Chloride and sulfate transport in Ehrlich ascites tumor cells: evidence for a common mechanism

Abstract

The effects of phloretin, H2DIDS (4,4'-diisothiocyano-1,2-diphenylethane-2,2'-disulfonate) and SO4-2 on anion transport in Ehrlich ascites tumor cells was studied in an effort to determine whether Cl- and SO4-2 share a common transport mechanism. Sulfate, in the presence of constant extracellular Cl- (100 mM), reduces Cl- self-exchange by 43% (40 mM SO4-2) and Cl--SO4-2 exchange by 36% (25 mM Cl-/O SO4-2 compared to 25 mM Cl-/50 mM SO4-2).
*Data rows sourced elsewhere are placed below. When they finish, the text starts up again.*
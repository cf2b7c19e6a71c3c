//! Address-mark recognisers fed one track byte at a time.
//!
//! The scanners hold no reference to the drive: the controller pulls a byte
//! from the drive, hands it over and decides from the [`Scan`] result (and
//! its own revolution budget) whether to keep going.

use format_spectrum_disk::{CrcAccumulator, DataMark, IdField, SectorId, TrackByte};

/// Gap bytes tolerated between an ID field and its data mark.
const DATAMARK_GAP_MFM: usize = 40;
const DATAMARK_GAP_FM: usize = 30;
/// Sync field in front of a data mark: 12 zeros and three A1 marks in MFM,
/// six zeros in FM.
const SYNC_MFM: usize = 12 + 3;
const SYNC_FM: usize = 6;

const ID_MARK: u8 = 0xFE;
const INDEX_MARK: u8 = 0xFC;
const MFM_SYNC: u8 = 0xA1;

/// Progress of a bounded search.
#[derive(Debug, Clone, Copy, PartialEq, Eq)]
pub enum Scan<T> {
    /// Nothing yet; feed more bytes.
    Scanning,
    Found(T),
    /// The search window closed without a match.
    Exhausted,
}

/// Recognises an ID address mark and collects the six bytes behind it.
#[derive(Debug, Clone)]
pub struct IdScanner {
    mfm: bool,
    syncs: u8,
    field: Option<(CrcAccumulator, [u8; 6], usize)>,
}

impl IdScanner {
    #[must_use]
    pub const fn new(mfm: bool) -> Self {
        Self {
            mfm,
            syncs: 0,
            field: None,
        }
    }

    /// Take the next byte under the head. `None` (no data) breaks any
    /// partial match.
    pub fn feed(&mut self, byte: Option<TrackByte>) -> Scan<IdField> {
        let Some(byte) = byte else {
            self.syncs = 0;
            self.field = None;
            return Scan::Scanning;
        };

        if let Some((crc, bytes, got)) = self.field.as_mut() {
            crc.update(byte.value);
            bytes[*got] = byte.value;
            *got += 1;
            if *got < bytes.len() {
                return Scan::Scanning;
            }
            let field = IdField {
                id: SectorId {
                    track: bytes[0],
                    head: bytes[1],
                    sector: bytes[2],
                    length: bytes[3],
                },
                crc: u16::from_be_bytes([bytes[4], bytes[5]]),
                crc_ok: crc.is_clean(),
                mfm: self.mfm,
            };
            self.field = None;
            self.syncs = 0;
            return Scan::Found(field);
        }

        if self.mfm {
            if byte.clock_mark && byte.value == MFM_SYNC {
                self.syncs = (self.syncs + 1).min(3);
            } else {
                if self.syncs >= 3 && !byte.clock_mark && byte.value == ID_MARK {
                    let mut crc = CrcAccumulator::after_mfm_sync();
                    crc.update(ID_MARK);
                    self.field = Some((crc, [0; 6], 0));
                }
                self.syncs = 0;
            }
        } else if byte.clock_mark && byte.value == ID_MARK {
            let mut crc = CrcAccumulator::new();
            crc.update(ID_MARK);
            self.field = Some((crc, [0; 6], 0));
        }
        Scan::Scanning
    }
}

/// Looks for the data mark that follows an ID field, within the gap II
/// window the controller allows.
#[derive(Debug, Clone)]
pub struct DataMarkScanner {
    mfm: bool,
    syncs: u8,
    left: usize,
}

impl DataMarkScanner {
    #[must_use]
    pub const fn new(mfm: bool) -> Self {
        let left = if mfm {
            DATAMARK_GAP_MFM + SYNC_MFM + 1
        } else {
            DATAMARK_GAP_FM + SYNC_FM + 1
        };
        Self { mfm, syncs: 0, left }
    }

    pub fn feed(&mut self, byte: Option<TrackByte>) -> Scan<DataMark> {
        let Some(byte) = byte else {
            return Scan::Exhausted;
        };
        if self.left == 0 {
            return Scan::Exhausted;
        }
        self.left -= 1;

        if self.mfm {
            if byte.clock_mark && byte.value == MFM_SYNC {
                self.syncs = (self.syncs + 1).min(3);
                return self.window();
            }
            let synced = self.syncs >= 3;
            self.syncs = 0;
            if synced && !byte.clock_mark {
                return match byte.value {
                    0xF8..=0xFB => Scan::Found(DataMark {
                        value: byte.value,
                        mfm: true,
                    }),
                    // Next ID field came first
                    _ => Scan::Exhausted,
                };
            }
        } else if byte.clock_mark {
            return match byte.value {
                0xF8..=0xFB => Scan::Found(DataMark {
                    value: byte.value,
                    mfm: false,
                }),
                ID_MARK | INDEX_MARK => Scan::Exhausted,
                _ => self.window(),
            };
        }
        self.window()
    }

    const fn window(&self) -> Scan<DataMark> {
        if self.left == 0 { Scan::Exhausted } else { Scan::Scanning }
    }
}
Phloretin blocks without delay and to the same extent the self-exchange of both Cl- and SO4-2. For example, at 10(-4) M phloretin, anion transport is inhibited 28% which increases to 78% at 5 X 10(-4) M. Reversibly bound H2DIDS also inhibits the self-exchange of both Cl- and SO4-2. However, at all H2DIDS concentrations tested (0.5 - 10 X 10(-5) M) SO4-2 transport was far more susceptible to inhibition than that of Cl-. H2DIDS when irreversibly bound to the cell inhibits SO4-2 but not Cl- transport. The results of these experiments are consistent with the postulation that both Cl- and SO4-2 are transported by a common mechanism possessing two reactive sites.